## WHAT THE TASK ASKS
Every line of the records below that holds the word "collect" belongs in the answer.

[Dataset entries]
---*---

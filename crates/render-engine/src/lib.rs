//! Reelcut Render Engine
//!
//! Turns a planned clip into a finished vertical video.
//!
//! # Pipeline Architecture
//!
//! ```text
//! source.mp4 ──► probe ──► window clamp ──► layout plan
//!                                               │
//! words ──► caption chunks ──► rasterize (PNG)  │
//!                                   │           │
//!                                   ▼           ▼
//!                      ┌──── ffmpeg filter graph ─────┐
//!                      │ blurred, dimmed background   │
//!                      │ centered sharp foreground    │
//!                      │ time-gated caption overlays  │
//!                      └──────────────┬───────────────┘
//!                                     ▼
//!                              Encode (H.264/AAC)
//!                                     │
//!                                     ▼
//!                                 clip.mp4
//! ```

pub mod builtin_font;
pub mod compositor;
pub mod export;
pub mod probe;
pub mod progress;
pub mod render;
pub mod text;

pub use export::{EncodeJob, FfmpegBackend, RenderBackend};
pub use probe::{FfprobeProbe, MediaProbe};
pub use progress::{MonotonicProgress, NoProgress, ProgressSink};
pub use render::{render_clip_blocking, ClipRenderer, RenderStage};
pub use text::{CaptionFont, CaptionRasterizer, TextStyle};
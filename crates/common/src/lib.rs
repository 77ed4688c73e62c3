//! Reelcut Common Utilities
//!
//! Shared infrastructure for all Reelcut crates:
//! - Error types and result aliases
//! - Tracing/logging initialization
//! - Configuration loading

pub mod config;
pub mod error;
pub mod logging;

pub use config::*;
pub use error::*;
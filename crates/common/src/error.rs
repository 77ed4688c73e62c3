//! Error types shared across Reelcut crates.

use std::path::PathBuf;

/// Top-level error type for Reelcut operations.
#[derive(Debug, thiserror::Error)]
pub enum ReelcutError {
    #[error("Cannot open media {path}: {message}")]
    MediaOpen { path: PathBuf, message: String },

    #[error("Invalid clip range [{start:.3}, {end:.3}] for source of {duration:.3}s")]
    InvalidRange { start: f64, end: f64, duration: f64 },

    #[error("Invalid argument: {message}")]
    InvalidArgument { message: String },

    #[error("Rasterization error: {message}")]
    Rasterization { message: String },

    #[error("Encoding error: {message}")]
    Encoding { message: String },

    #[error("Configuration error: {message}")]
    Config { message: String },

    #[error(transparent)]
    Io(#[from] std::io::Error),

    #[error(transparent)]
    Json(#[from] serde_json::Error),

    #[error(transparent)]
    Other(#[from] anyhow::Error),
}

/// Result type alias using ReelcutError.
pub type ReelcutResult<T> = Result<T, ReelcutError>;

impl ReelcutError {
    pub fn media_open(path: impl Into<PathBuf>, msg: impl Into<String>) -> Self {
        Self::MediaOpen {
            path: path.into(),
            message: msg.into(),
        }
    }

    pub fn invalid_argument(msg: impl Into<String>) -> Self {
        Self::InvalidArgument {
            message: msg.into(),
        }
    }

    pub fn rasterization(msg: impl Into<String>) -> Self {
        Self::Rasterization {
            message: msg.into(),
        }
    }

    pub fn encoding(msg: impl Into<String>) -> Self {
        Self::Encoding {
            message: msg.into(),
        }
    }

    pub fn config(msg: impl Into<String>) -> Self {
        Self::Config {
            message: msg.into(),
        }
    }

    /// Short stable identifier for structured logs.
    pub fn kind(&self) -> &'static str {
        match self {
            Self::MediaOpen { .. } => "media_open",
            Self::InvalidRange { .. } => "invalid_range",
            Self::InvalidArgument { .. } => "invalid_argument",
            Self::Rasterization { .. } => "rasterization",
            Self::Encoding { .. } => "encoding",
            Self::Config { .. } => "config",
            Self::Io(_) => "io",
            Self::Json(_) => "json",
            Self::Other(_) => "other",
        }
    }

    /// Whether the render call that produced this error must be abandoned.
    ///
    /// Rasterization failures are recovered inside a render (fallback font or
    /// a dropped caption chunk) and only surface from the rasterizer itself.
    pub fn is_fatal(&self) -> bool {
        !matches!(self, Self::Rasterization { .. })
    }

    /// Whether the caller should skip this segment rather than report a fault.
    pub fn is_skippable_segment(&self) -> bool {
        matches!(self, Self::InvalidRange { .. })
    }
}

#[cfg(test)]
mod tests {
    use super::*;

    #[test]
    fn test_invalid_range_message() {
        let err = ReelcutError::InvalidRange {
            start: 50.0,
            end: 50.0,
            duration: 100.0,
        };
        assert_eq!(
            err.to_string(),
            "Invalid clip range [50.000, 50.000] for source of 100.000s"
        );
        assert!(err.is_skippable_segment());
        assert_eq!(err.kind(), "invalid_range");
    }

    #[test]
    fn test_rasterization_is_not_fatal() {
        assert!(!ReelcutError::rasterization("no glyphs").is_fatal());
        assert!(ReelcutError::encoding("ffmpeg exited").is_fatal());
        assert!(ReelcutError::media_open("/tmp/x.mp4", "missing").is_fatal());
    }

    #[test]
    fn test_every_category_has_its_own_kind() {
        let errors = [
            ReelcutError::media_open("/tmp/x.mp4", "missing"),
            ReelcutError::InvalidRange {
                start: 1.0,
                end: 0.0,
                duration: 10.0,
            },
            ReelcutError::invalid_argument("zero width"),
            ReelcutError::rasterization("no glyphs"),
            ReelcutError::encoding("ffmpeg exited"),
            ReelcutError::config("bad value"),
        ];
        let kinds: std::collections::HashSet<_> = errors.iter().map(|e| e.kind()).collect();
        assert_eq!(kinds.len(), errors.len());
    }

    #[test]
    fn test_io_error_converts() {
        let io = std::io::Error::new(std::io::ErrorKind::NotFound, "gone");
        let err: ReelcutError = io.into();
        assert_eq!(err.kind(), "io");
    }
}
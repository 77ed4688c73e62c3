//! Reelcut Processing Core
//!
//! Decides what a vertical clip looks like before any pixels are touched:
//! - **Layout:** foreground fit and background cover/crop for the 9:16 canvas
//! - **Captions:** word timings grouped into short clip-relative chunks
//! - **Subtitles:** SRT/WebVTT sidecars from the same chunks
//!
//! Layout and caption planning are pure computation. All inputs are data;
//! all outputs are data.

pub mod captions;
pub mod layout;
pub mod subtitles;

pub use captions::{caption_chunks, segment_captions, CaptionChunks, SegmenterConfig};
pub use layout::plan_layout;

---*---

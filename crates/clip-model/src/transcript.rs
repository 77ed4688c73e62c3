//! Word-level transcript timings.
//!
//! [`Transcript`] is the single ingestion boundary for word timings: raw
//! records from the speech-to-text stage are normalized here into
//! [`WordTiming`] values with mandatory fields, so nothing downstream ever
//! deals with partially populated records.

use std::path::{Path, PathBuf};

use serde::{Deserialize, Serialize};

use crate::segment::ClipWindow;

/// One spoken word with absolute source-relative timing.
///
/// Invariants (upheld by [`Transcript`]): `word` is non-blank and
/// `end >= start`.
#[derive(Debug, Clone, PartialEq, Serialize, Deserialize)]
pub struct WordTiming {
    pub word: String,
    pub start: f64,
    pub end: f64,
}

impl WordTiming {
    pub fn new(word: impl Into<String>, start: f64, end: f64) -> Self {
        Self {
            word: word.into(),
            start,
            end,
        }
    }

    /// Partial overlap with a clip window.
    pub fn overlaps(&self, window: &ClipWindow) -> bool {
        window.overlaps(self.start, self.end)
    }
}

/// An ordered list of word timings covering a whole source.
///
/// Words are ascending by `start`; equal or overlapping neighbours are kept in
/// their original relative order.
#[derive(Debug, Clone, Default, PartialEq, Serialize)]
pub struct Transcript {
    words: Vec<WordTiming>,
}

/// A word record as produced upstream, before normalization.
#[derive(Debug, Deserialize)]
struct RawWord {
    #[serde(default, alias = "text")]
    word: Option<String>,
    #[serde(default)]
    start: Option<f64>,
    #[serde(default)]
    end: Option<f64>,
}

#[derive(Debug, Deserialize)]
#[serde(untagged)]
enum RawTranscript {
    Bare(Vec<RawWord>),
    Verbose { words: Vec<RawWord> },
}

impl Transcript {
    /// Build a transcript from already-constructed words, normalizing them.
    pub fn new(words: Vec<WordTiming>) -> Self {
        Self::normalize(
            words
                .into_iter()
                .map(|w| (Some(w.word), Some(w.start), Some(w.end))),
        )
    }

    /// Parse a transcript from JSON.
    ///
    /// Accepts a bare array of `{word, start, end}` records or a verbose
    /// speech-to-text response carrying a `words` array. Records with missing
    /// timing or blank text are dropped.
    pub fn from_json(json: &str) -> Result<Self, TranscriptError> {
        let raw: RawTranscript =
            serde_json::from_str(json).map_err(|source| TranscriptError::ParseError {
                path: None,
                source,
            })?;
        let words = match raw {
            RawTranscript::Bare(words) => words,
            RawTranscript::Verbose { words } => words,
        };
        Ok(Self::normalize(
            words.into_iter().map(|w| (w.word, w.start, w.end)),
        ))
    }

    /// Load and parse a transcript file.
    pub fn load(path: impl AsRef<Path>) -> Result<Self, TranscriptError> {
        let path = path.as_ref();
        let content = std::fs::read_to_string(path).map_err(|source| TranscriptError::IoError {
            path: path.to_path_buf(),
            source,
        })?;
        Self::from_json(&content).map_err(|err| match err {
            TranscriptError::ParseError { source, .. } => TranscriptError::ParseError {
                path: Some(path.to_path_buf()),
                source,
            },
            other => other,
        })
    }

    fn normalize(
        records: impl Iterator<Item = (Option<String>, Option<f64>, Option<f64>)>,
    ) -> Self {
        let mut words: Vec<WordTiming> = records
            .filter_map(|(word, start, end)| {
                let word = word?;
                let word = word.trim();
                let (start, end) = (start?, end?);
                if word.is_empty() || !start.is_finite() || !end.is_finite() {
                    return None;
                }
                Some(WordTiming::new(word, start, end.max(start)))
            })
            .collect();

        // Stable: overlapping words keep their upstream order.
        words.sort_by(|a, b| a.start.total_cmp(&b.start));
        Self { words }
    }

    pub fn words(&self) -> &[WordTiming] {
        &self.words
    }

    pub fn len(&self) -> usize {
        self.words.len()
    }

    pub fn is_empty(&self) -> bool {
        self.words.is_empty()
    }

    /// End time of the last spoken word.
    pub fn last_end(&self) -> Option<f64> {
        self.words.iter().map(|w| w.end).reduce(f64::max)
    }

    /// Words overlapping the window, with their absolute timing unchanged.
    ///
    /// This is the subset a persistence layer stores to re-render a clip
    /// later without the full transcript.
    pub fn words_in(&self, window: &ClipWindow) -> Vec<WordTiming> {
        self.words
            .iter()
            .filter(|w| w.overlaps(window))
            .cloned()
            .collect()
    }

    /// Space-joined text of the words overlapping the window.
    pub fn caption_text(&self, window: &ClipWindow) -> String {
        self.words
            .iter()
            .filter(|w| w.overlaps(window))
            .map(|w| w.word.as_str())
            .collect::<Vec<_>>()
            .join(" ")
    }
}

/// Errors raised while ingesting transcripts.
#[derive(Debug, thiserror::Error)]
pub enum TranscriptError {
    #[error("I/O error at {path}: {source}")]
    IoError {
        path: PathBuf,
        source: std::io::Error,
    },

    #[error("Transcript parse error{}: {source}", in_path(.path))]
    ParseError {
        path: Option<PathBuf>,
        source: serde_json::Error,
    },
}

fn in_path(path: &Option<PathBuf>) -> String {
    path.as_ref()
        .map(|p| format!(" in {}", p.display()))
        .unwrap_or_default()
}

---*---

## ANSWER SECTION
        let kinds: std::collections::HashSet<_> = errors.iter().map(|e| e.kind()).collect();
            .collect();
            .collect()
            .collect::<Vec<_>>()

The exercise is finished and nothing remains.